Pour les haltérophiles et les athlètes qui considèrent souvent la nourriture comme du carburant, j'irais avec du riz blanc presque à chaque fois.
Certes, la fille à queue de cheval en robe de paysanne en chanvre qui travaille à la coopérative alimentaire vous dira que le riz brun est meilleur, mais elle a tout un truc "tout ce qui est transformé est mauvais".
Bien sûr, le brun contient plus de nutriments que le riz blanc, mais c'est un point discutable car le son qui rend le riz brun contient de l'acide phytique, qui saisit ou chélate les minéraux, tout en inhibant les enzymes dont nous avons besoin pour digérer les aliments.
Le riz blanc, car il a enlevé le son, est exempt de phytates, mais l'élimination du son élimine également les nutriments.

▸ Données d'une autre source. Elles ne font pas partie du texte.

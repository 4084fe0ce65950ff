use std::{path::Path, sync::Arc};

use axum::{
    body::Bytes,
    extract::{Path as UrlPath, State},
    http::{header, Method, StatusCode},
    response::{IntoResponse, Response},
    routing::{get, post},
    Json, Router,
};
use chrono::{SecondsFormat, Utc};
use relay_core::{ChatError, ErrorKind, RawMessage};
use serde::{Deserialize, Serialize};
use tower_http::{
    cors::{Any, CorsLayer},
    services::ServeDir,
    trace::TraceLayer,
};
use tracing::{debug, error, warn};

use crate::proxy::{ChatProxy, ChatRequest};
use crate::sse::sse_response;

pub type AppState = Arc<ChatProxy>;

pub fn router(proxy: AppState, static_dir: Option<&Path>) -> Router {
    let cors = CorsLayer::new()
        .allow_origin(Any)
        .allow_methods([Method::GET, Method::POST, Method::OPTIONS])
        .allow_headers([header::CONTENT_TYPE]);

    let api = Router::new()
        .route("/api/health", get(health))
        .route("/api/chat/{provider}", post(chat))
        .with_state(proxy);
    let app = match static_dir {
        Some(dir) => api.fallback_service(ServeDir::new(dir)),
        None => api,
    };
    app.layer(cors).layer(TraceLayer::new_for_http())
}

#[derive(Debug, Serialize)]
pub struct Health {
    pub status: &'static str,
    pub timestamp: String,
}

// GET /api/health
pub async fn health() -> Json<Health> {
    Json(Health {
        status: "OK",
        timestamp: Utc::now().to_rfc3339_opts(SecondsFormat::Millis, true),
    })
}

#[derive(Debug, Deserialize)]
struct ChatBody {
    messages: Option<Vec<RawMessage>>,
    provider: Option<String>,
    max_tokens: Option<u32>,
    temperature: Option<f32>,
}

// POST /api/chat/{provider}
pub async fn chat(
    State(proxy): State<AppState>,
    UrlPath(provider): UrlPath<String>,
    body: Bytes,
) -> Result<Response, ApiError> {
    let body: ChatBody = serde_json::from_slice(&body).map_err(|e| {
        ApiError(ChatError::InvalidInput(format!("invalid request body: {e}")))
    })?;
    if let Some(named) = body.provider.as_deref() {
        if !named.eq_ignore_ascii_case(&provider) {
            warn!(target:"server::api","body provider '{}' ignored in favour of path '{}'", named, provider);
        }
    }
    let messages = body
        .messages
        .ok_or_else(|| ApiError(ChatError::InvalidInput("messages must be an array".into())))?;

    let events = proxy
        .open(
            &provider,
            ChatRequest {
                messages,
                max_tokens: body.max_tokens,
                temperature: body.temperature,
            },
        )
        .await?;
    Ok(sse_response(events))
}

/// Failures discovered before the event stream starts.
#[derive(Debug)]
pub struct ApiError(pub ChatError);

impl From<ChatError> for ApiError {
    fn from(e: ChatError) -> Self {
        Self(e)
    }
}

impl IntoResponse for ApiError {
    fn into_response(self) -> Response {
        let msg = self.0.to_string();
        match self.0.kind() {
            ErrorKind::InvalidInput | ErrorKind::UnknownProvider => {
                warn!(target:"server::api","rejected request: {}", msg);
                (StatusCode::BAD_REQUEST, Json(serde_json::json!({ "error": msg }))).into_response()
            }
            ErrorKind::Overloaded => (
                StatusCode::SERVICE_UNAVAILABLE,
                Json(serde_json::json!({ "error": msg })),
            )
                .into_response(),
            // Cancellation only happens once a stream is live, and then nobody
            // is left to read a response.
            ErrorKind::ClientDisconnected => {
                debug!(target:"server::api","request canceled before streaming: {}", msg);
                StatusCode::NO_CONTENT.into_response()
            }
            ErrorKind::UpstreamUnavailable | ErrorKind::Timeout => {
                error!(target:"server::api","upstream request failed: {}", msg);
                (
                    StatusCode::INTERNAL_SERVER_ERROR,
                    Json(serde_json::json!({ "error": "API request failed", "message": msg })),
                )
                    .into_response()
            }
        }
    }
}

#[cfg(test)]
mod tests {
    use super::*;

    #[test]
    fn status_per_error_kind() {
        let status = |e: ChatError| ApiError(e).into_response().status();
        assert_eq!(status(ChatError::InvalidInput("x".into())), StatusCode::BAD_REQUEST);
        assert_eq!(status(ChatError::UnknownProvider("x".into())), StatusCode::BAD_REQUEST);
        assert_eq!(status(ChatError::Overloaded("x".into())), StatusCode::SERVICE_UNAVAILABLE);
        assert_eq!(status(ChatError::Timeout("x".into())), StatusCode::INTERNAL_SERVER_ERROR);
        assert_eq!(status(ChatError::RateLimit("x".into())), StatusCode::INTERNAL_SERVER_ERROR);
    }

    #[test]
    fn cancellation_is_not_reported_as_a_failure() {
        let resp = ApiError(ChatError::Canceled).into_response();
        assert_eq!(resp.status(), StatusCode::NO_CONTENT);
    }
}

Pas de soucis. Ils enrichissent ensuite le riz blanc avec du fer, de l'acide folique, d'autres vitamines B, du zinc et de la vitamine A, de sorte que le riz blanc finit nutritionnellement avant le riz brun.
Certes, retirer le son signifie que le riz blanc n'a pas autant de fibres que le brun, mais il est dur. Mangez un brin d'asperges avec. En vérité, le riz brun contient moins de 2 grammes de fibres par portion d'une demi-tasse. Une pomme de taille moyenne en contient plus du double.
Le riz brun est absorbé beaucoup plus lentement et, en tant que tel, ne provoque pas autant de libération d'insuline. Une étude qui vient de sortir du Brigham and Women's Hospital de Boston a documenté 10507 cas de diabète de type 2 et a conclu que les personnes qui mangeaient beaucoup de riz blanc (5 portions par semaine) avaient un risque 17% plus élevé de contracter la maladie que les qui n'en mangeait qu'une fois par semaine.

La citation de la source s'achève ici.